A Parallel Algorithm for $(3 + \varepsilon)$-Approximate Correlation Clustering

Grouping together similar elements in datasets is a common task in data mining and machine learning. In this paper, we study parallel algorithms for correlation clustering, where each pair of items is labeled either similar or dissimilar. The task is to partition the elements and the objective is to minimize disagreements, that is, the number of dissimilar elements grouped together and similar elements grouped separately. Our main contribution is a parallel algorithm that achieves a $(3 + \varepsilon)$-approximation to the minimum number of disagreements.
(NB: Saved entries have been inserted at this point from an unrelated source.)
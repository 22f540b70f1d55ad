use sea_orm::entity::prelude::*;
use sea_orm::ActiveValue::Set;
use serde::{Deserialize, Serialize};

use super::default_now;

#[derive(Clone, Debug, PartialEq, DeriveEntityModel, Serialize, Deserialize)]
#[sea_orm(table_name = "users")]
pub struct Model {
    #[sea_orm(primary_key)]
    pub id: i32,
    pub name: String,
    #[sea_orm(unique)]
    pub email: String,
    #[serde(skip_serializing)]
    pub password_hash: String,
    /// Free-form user settings
    #[sea_orm(nullable)]
    pub preferences: Option<Json>,
    pub created_at: DateTimeUtc,
    pub updated_at: DateTimeUtc,
}

#[derive(Copy, Clone, Debug, EnumIter, DeriveRelation)]
pub enum Relation {
    #[sea_orm(has_many = "super::conversations::Entity")]
    Conversations,
    #[sea_orm(has_many = "super::notifications::Entity")]
    Notifications,
    #[sea_orm(has_many = "super::mood_entries::Entity")]
    MoodEntries,
    #[sea_orm(has_many = "super::financial_accounts::Entity")]
    FinancialAccounts,
    #[sea_orm(has_many = "super::businesses::Entity")]
    Businesses,
}

impl Related<super::conversations::Entity> for Entity {
    fn to() -> RelationDef {
        Relation::Conversations.def()
    }
}

impl Related<super::notifications::Entity> for Entity {
    fn to() -> RelationDef {
        Relation::Notifications.def()
    }
}

impl Related<super::mood_entries::Entity> for Entity {
    fn to() -> RelationDef {
        Relation::MoodEntries.def()
    }
}

impl Related<super::financial_accounts::Entity> for Entity {
    fn to() -> RelationDef {
        Relation::FinancialAccounts.def()
    }
}

impl Related<super::businesses::Entity> for Entity {
    fn to() -> RelationDef {
        Relation::Businesses.def()
    }
}

#[async_trait::async_trait]
impl ActiveModelBehavior for ActiveModel {
    async fn before_save<C>(mut self, _db: &C, insert: bool) -> Result<Self, DbErr>
    where
        C: ConnectionTrait,
    {
        if insert {
            default_now(&mut self.created_at);
            default_now(&mut self.updated_at);
        } else {
            self.updated_at = Set(chrono::Utc::now());
        }
        Ok(self)
    }
}
// Database diagnostic service implementation

use sea_orm::{
    ConnectionTrait, DatabaseConnection, DbBackend, EntityName, EntityTrait, PaginatorTrait,
};

use crate::db::DbError;
use crate::entity::prelude::*;
use crate::models::{DiagnosticResponse, TableCount};

/// Service for database diagnostics
pub struct DiagnosticService<'a> {
    conn: &'a DatabaseConnection,
}

impl<'a> DiagnosticService<'a> {
    /// Creates a new diagnostic service over a database connection
    pub fn new(conn: &'a DatabaseConnection) -> Self {
        Self { conn }
    }

    /// Reports the backend kind and the row count of every schema table
    pub async fn diagnose(&self) -> Result<DiagnosticResponse, DbError> {
        let backend = match self.conn {
            DatabaseConnection::Disconnected => {
                return Err(DbError::ConnectionError("connection is closed".to_string()))
            }
            conn => match conn.get_database_backend() {
                DbBackend::Postgres => "PostgreSQL",
                DbBackend::MySql => "MySQL",
                DbBackend::Sqlite => "SQLite",
            },
        };

        let tables = vec![
            self.count(Users).await?,
            self.count(Conversations).await?,
            self.count(Notifications).await?,
            self.count(MoodEntries).await?,
            self.count(FinancialAccounts).await?,
            self.count(Transactions).await?,
            self.count(Businesses).await?,
            self.count(Projects).await?,
            self.count(Tasks).await?,
        ];

        Ok(DiagnosticResponse { backend, tables })
    }

    async fn count<E>(&self, entity: E) -> Result<TableCount, DbError>
    where
        E: EntityTrait,
        E::Model: Sync + 'static,
    {
        let rows = E::find().count(self.conn).await?;
        Ok(TableCount {
            table: entity.table_name().to_string(),
            rows,
        })
    }
}
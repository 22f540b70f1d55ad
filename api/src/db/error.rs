// Error types for database operations

use thiserror::Error;

/// Error types for database connection and query operations
#[derive(Debug, Error)]
pub enum DbError {
    /// Error occurred during database connection attempt
    #[error("Database connection error: {0}")]
    ConnectionError(String),

    /// Error occurred during database query execution
    #[error("Database query error: {0}")]
    QueryError(String),

    /// Error occurred while applying schema migrations
    #[error("Database migration error: {0}")]
    MigrationError(String),
}

impl From<sea_orm::DbErr> for DbError {
    fn from(err: sea_orm::DbErr) -> Self {
        match err {
            sea_orm::DbErr::Conn(e) => DbError::ConnectionError(e.to_string()),
            other => DbError::QueryError(other.to_string()),
        }
    }
}
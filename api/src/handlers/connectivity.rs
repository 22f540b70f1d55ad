// Connectivity check endpoint handlers

use axum::{extract::State, Json};

use crate::error::ApiResult;
use crate::handlers::SharedState;
use crate::models::{CheckStatus, DatabaseStatusResponse, RedisStatusResponse};
use crate::services::connectivity;

/// Handler for GET /test-redis - Writes and reads back a fixed key
pub async fn test_redis(
    State(state): State<SharedState>,
) -> ApiResult<Json<RedisStatusResponse>> {
    let message = connectivity::check_redis(&state.cache).await?;

    Ok(Json(RedisStatusResponse {
        redis_status: CheckStatus::Success,
        message,
    }))
}

/// Handler for GET /test-database - Runs a trivial query
pub async fn test_database(
    State(state): State<SharedState>,
) -> ApiResult<Json<DatabaseStatusResponse>> {
    let message = connectivity::check_database(&state.db).await?;

    Ok(Json(DatabaseStatusResponse {
        database_status: CheckStatus::Success,
        message: message.to_string(),
    }))
}
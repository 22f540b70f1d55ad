use sea_orm::entity::prelude::*;
use sea_orm::ActiveValue::{NotSet, Set};
use serde::{Deserialize, Serialize};

use super::{default_now, DEFAULT_PRIORITY, DEFAULT_STATUS};

#[derive(Clone, Debug, PartialEq, Eq, DeriveEntityModel, Serialize, Deserialize)]
#[sea_orm(table_name = "projects")]
pub struct Model {
    #[sea_orm(primary_key)]
    pub id: i32,
    pub business_id: i32,
    pub name: String,
    #[sea_orm(column_type = "Text", nullable)]
    pub description: Option<String>,
    pub status: String,
    pub priority: String,
    pub created_at: DateTimeUtc,
    #[sea_orm(nullable)]
    pub deadline: Option<DateTimeUtc>,
    pub progress_percentage: i32,
}

#[derive(Copy, Clone, Debug, EnumIter, DeriveRelation)]
pub enum Relation {
    #[sea_orm(
        belongs_to = "super::businesses::Entity",
        from = "Column::BusinessId",
        to = "super::businesses::Column::Id"
    )]
    Business,
    #[sea_orm(has_many = "super::tasks::Entity")]
    Tasks,
}

impl Related<super::businesses::Entity> for Entity {
    fn to() -> RelationDef {
        Relation::Business.def()
    }
}

impl Related<super::tasks::Entity> for Entity {
    fn to() -> RelationDef {
        Relation::Tasks.def()
    }
}

#[async_trait::async_trait]
impl ActiveModelBehavior for ActiveModel {
    async fn before_save<C>(mut self, _db: &C, insert: bool) -> Result<Self, DbErr>
    where
        C: ConnectionTrait,
    {
        if insert {
            default_now(&mut self.created_at);
            if let NotSet = self.status {
                self.status = Set(DEFAULT_STATUS.to_string());
            }
            if let NotSet = self.priority {
                self.priority = Set(DEFAULT_PRIORITY.to_string());
            }
            if let NotSet = self.progress_percentage {
                self.progress_percentage = Set(0);
            }
        }
        Ok(self)
    }
}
Our algorithm builds on the analysis of the PIVOT algorithm by Ailon, Charikar, and Newman [JACM'08] that obtains a $3$-approximation in the centralized setting. Our design allows us to sparsify the input graph by ignoring a large portion of the nodes and edges without a large extra cost as compared to the analysis of PIVOT. This sparsification makes our technique applicable on several models of massive graph processing, such as Massively Parallel Computing (MPC) and graph streaming, where sparse graphs can typically be handled much more efficiently. For linear memory models, such as the linear memory MPC and streaming, our approach yields $O(1)$ time algorithms, where the runtime is independent of $\varepsilon$, which only appears in the memory demand.